If it’s something you need immediately let me know and I’ll see what we can do. It’s near the top of my list.
Hey Justin,
Thanks for getting back to me with that. It’s not something we need immediately, but ideally within the next month.
If you’re looking to enforce on all Core generated forms, have you thought about extending this capability to plugins and forms generated within plugins using FarCry framework?
If the plugins/application are using Core’s ft:form and ft:processform then I think it should be automatic, I’d enable it by default and provide an attribute to turn it off in case the developer needed to for some reason. We’d use a generated key for each form to avoid the same token being used everywhere, though the impact on session size should be minimal.
If the plugin/application was outputting its own /fields and doing it’s own validation then Core doesn’t really have a way to affect that code, but the calls to csrfGenerateToken
and csrfVerifyToken
are trivial to add as needed in that case I think.
I’ve added initial CSRF token generation/validation on all forms generated by ft:form and processed by ft:processform. It defaults to on, however it’s configurable so that it can be turned off for the app if there were any issues, or turned off per ft:form/ft:processform tag individually.
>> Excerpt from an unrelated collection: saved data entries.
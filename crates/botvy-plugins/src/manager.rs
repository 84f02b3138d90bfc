//! The host-facing plugin manager.
//!
//! The manager owns every stage of the pipeline:
//! loaders → resolver → instantiator → `initialize`.
//!
//! ```no_run
//! # async fn run() -> botvy_plugins::PluginResult<()> {
//! use botvy_plugins::{
//!     DirectoryPluginLoader, ModulePluginInstantiator, ModuleTable, PluginManager,
//!     StubModuleSource,
//! };
//!
//! let instantiator = ModulePluginInstantiator::new(StubModuleSource::new(ModuleTable::new()));
//! let mut manager = PluginManager::builder(instantiator)
//!     .loader(DirectoryPluginLoader::new("plugins"))
//!     .build()?;
//!
//! manager.load_plugins(None).await?;
//! let report = manager.initialize_plugins().await;
//! println!("{} plugin(s) ready", report.ready.len());
//! # Ok(())
//! # }
//! ```

use std::collections::{BTreeMap, HashSet};
use std::path::PathBuf;
use std::time::Duration;

use serde::Serialize;
use tracing::{debug, error, info, trace, warn};

use crate::context::{InitializationSide, PluginContext};
use crate::error::{PluginError, PluginResult};
use crate::instantiator::PluginInstantiator;
use crate::loader::PluginLoader;
use crate::manifest::{ResolvedManifest, format_authors};
use crate::plugin::{PluginId, PluginInstance, PluginState};
use crate::registry::{ServiceRegistry, services};
use crate::resolver::DependencyResolver;

/// Outcome of [`PluginManager::initialize_plugins`].
#[derive(Debug, Default)]
pub struct InitializationReport {
    /// Plugins whose `initialize` completed, in order.
    pub ready: Vec<PluginId>,
    /// Plugins whose `initialize` failed or timed out, in order.
    pub failed: Vec<(PluginId, PluginError)>,
}

impl InitializationReport {
    /// Whether every attempted plugin came up.
    #[must_use]
    pub fn all_ready(&self) -> bool {
        self.failed.is_empty()
    }
}

/// A serializable one-line description of a loaded plugin.
#[derive(Debug, Clone, PartialEq, Eq, Serialize)]
#[serde(rename_all = "camelCase")]
pub struct PluginSummary {
    /// Plugin id.
    pub id: PluginId,
    /// Display name.
    pub name: String,
    /// Version.
    pub version: String,
    /// Authors joined into one line.
    pub authors: String,
    /// Lifecycle state.
    pub state: PluginState,
    /// UI contributions per section.
    pub section_components: BTreeMap<String, Vec<PathBuf>>,
}

impl From<&PluginInstance> for PluginSummary {
    fn from(instance: &PluginInstance) -> Self {
        Self {
            id: instance.id().clone(),
            name: instance.name().to_string(),
            version: instance.version().to_string(),
            authors: format_authors(instance.authors()),
            state: instance.state().clone(),
            section_components: instance.section_components().clone(),
        }
    }
}

/// Builder for [`PluginManager`].
pub struct PluginManagerBuilder {
    loaders: Vec<Box<dyn PluginLoader>>,
    instantiator: Box<dyn PluginInstantiator>,
    registry: ServiceRegistry,
    side: InitializationSide,
    init_timeout: Option<Duration>,
}

impl PluginManagerBuilder {
    /// Add a loader. Loaders are queried in the order they were added.
    #[must_use]
    pub fn loader(mut self, loader: impl PluginLoader + 'static) -> Self {
        self.loaders.push(Box::new(loader));
        self
    }

    /// Start from a registry the host already filled.
    #[must_use]
    pub fn registry(mut self, registry: ServiceRegistry) -> Self {
        self.registry = registry;
        self
    }

    /// Which side of the application is initializing plugins.
    #[must_use]
    pub fn side(mut self, side: InitializationSide) -> Self {
        self.side = side;
        self
    }

    /// Bound each plugin's `initialize` call.
    #[must_use]
    pub fn init_timeout(mut self, timeout: Duration) -> Self {
        self.init_timeout = Some(timeout);
        self
    }

    /// Build the manager.
    ///
    /// Binds the initialization side into the registry unless the host
    /// already did.
    ///
    /// # Errors
    ///
    /// Returns an error if the registry rejects the binding.
    pub fn build(self) -> PluginResult<PluginManager> {
        let mut registry = self.registry;
        if !registry.contains(services::INITIALIZATION_SIDE) {
            registry.bind(services::INITIALIZATION_SIDE, self.side)?;
        }

        Ok(PluginManager {
            loaders: self.loaders,
            instantiator: self.instantiator,
            registry,
            side: self.side,
            init_timeout: self.init_timeout,
            loaded: false,
            ordered: Vec::new(),
            instances: Vec::new(),
            failed: Vec::new(),
        })
    }
}

/// Orchestrates plugin discovery, resolution, instantiation and startup.
pub struct PluginManager {
    loaders: Vec<Box<dyn PluginLoader>>,
    instantiator: Box<dyn PluginInstantiator>,
    registry: ServiceRegistry,
    side: InitializationSide,
    init_timeout: Option<Duration>,
    loaded: bool,
    ordered: Vec<ResolvedManifest>,
    instances: Vec<PluginInstance>,
    failed: Vec<(PluginId, PluginError)>,
}

impl PluginManager {
    /// Start building a manager around `instantiator`.
    #[must_use]
    pub fn builder(instantiator: impl PluginInstantiator + 'static) -> PluginManagerBuilder {
        PluginManagerBuilder {
            loaders: Vec::new(),
            instantiator: Box::new(instantiator),
            registry: ServiceRegistry::new(),
            side: InitializationSide::default(),
            init_timeout: None,
        }
    }

    /// Discover, resolve and instantiate plugins.
    ///
    /// When `active` is given only those ids are kept. Everything that was
    /// discovered is kept otherwise. Active ids nobody discovered are logged.
    ///
    /// # Errors
    ///
    /// Returns loader errors, [`PluginError::CircularDependency`] and
    /// [`PluginError::DependencyNotFound`], or [`PluginError::AlreadyLoaded`]
    /// on a second call. Plugins that fail to instantiate do not fail the
    /// call; see [`failed_plugins`](Self::failed_plugins).
    pub async fn load_plugins(&mut self, active: Option<&[PluginId]>) -> PluginResult<()> {
        if self.loaded {
            return Err(PluginError::AlreadyLoaded);
        }

        let mut seen: HashSet<PluginId> = HashSet::new();
        let mut found = Vec::new();
        for loader in &self.loaders {
            debug!(loader = loader.name(), "Querying plugin loader");
            for manifest in loader.load_plugins().await? {
                if !seen.insert(manifest.id.clone()) {
                    warn!(
                        plugin_id = %manifest.id,
                        loader = loader.name(),
                        path = %manifest.plugin_dir.display(),
                        "Plugin id already found by an earlier loader, ignoring"
                    );
                    continue;
                }
                found.push(manifest);
            }
        }
        debug!(count = found.len(), "Discovered plugins");

        let ordered = DependencyResolver::from_active(found, active).resolve_plugins()?;
        info!(
            order = %ordered.iter().map(|m| m.id.as_str()).collect::<Vec<_>>().join(", "),
            "Resolved plugin load order"
        );

        let instantiation = self
            .instantiator
            .instantiate_plugins(&ordered, &mut self.registry)
            .await?;

        self.loaded = true;
        self.ordered = ordered;
        self.instances = instantiation.instances;
        self.failed = instantiation.failed;
        Ok(())
    }

    /// Initialize loaded plugins in resolved order.
    ///
    /// A failing or timed-out plugin is logged and the rest continue. Plugins
    /// that were already initialized are skipped.
    pub async fn initialize_plugins(&mut self) -> InitializationReport {
        let mut report = InitializationReport::default();

        for instance in &mut self.instances {
            if instance.state() != &PluginState::Instantiated {
                trace!(plugin_id = %instance.id(), "Plugin already initialized, skipping");
                continue;
            }

            let id = instance.id().clone();
            let ctx = PluginContext::new(&id, self.side, &self.registry);
            debug!(plugin_id = %id, side = %self.side, "Initializing plugin");

            let outcome = match self.init_timeout {
                Some(limit) => {
                    let settled = tokio::time::timeout(limit, instance.initialize(&ctx)).await;
                    match settled {
                        Ok(result) => result,
                        Err(_) => {
                            instance.mark_failed(format!("timed out after {limit:?}"));
                            Err(PluginError::InitTimeout {
                                plugin_id: id.clone(),
                                timeout: limit,
                            })
                        },
                    }
                },
                None => instance.initialize(&ctx).await,
            };

            match outcome {
                Ok(()) => {
                    info!(plugin_id = %id, "Initialized plugin");
                    report.ready.push(id);
                },
                Err(e) => {
                    error!(plugin_id = %id, error = %e, "Failed to initialize plugin");
                    report.failed.push((id, e));
                },
            }
        }

        report
    }

    /// Manifests in resolved order, including plugins that failed to instantiate.
    #[must_use]
    pub fn ordered_plugins(&self) -> &[ResolvedManifest] {
        &self.ordered
    }

    /// Live plugin instances in resolved order.
    #[must_use]
    pub fn loaded_plugins(&self) -> &[PluginInstance] {
        &self.instances
    }

    /// Plugins that could not be instantiated.
    #[must_use]
    pub fn failed_plugins(&self) -> &[(PluginId, PluginError)] {
        &self.failed
    }

    /// Look up a live instance.
    #[must_use]
    pub fn plugin(&self, id: &PluginId) -> Option<&PluginInstance> {
        self.instances.iter().find(|i| i.id() == id)
    }

    /// Summaries of the live instances, for sending to a UI.
    #[must_use]
    pub fn plugin_listing(&self) -> Vec<PluginSummary> {
        self.instances.iter().map(PluginSummary::from).collect()
    }

    /// The shared registry.
    #[must_use]
    pub fn registry(&self) -> &ServiceRegistry {
        &self.registry
    }

    /// Which side of the application this manager runs on.
    #[must_use]
    pub fn side(&self) -> InitializationSide {
        self.side
    }
}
Code is currently in the currently unreleased p730 branch here;
Please let me know if that covers what you need or if you have any other ideas that would improve the feature
Hey Justin,
That’s awesome. I’ll take a look.
Is there a rough idea on when p730 will be released?
Thanks
Most likely we’ll release p730 before Xmas, it has actually been around for a long time but the features that previously differentiated it from p720 weren’t really made use of much by Core itself so we didn’t publicise it or push the release heavily. There’s a few things now which mean a minor version bump is necessary (including this change).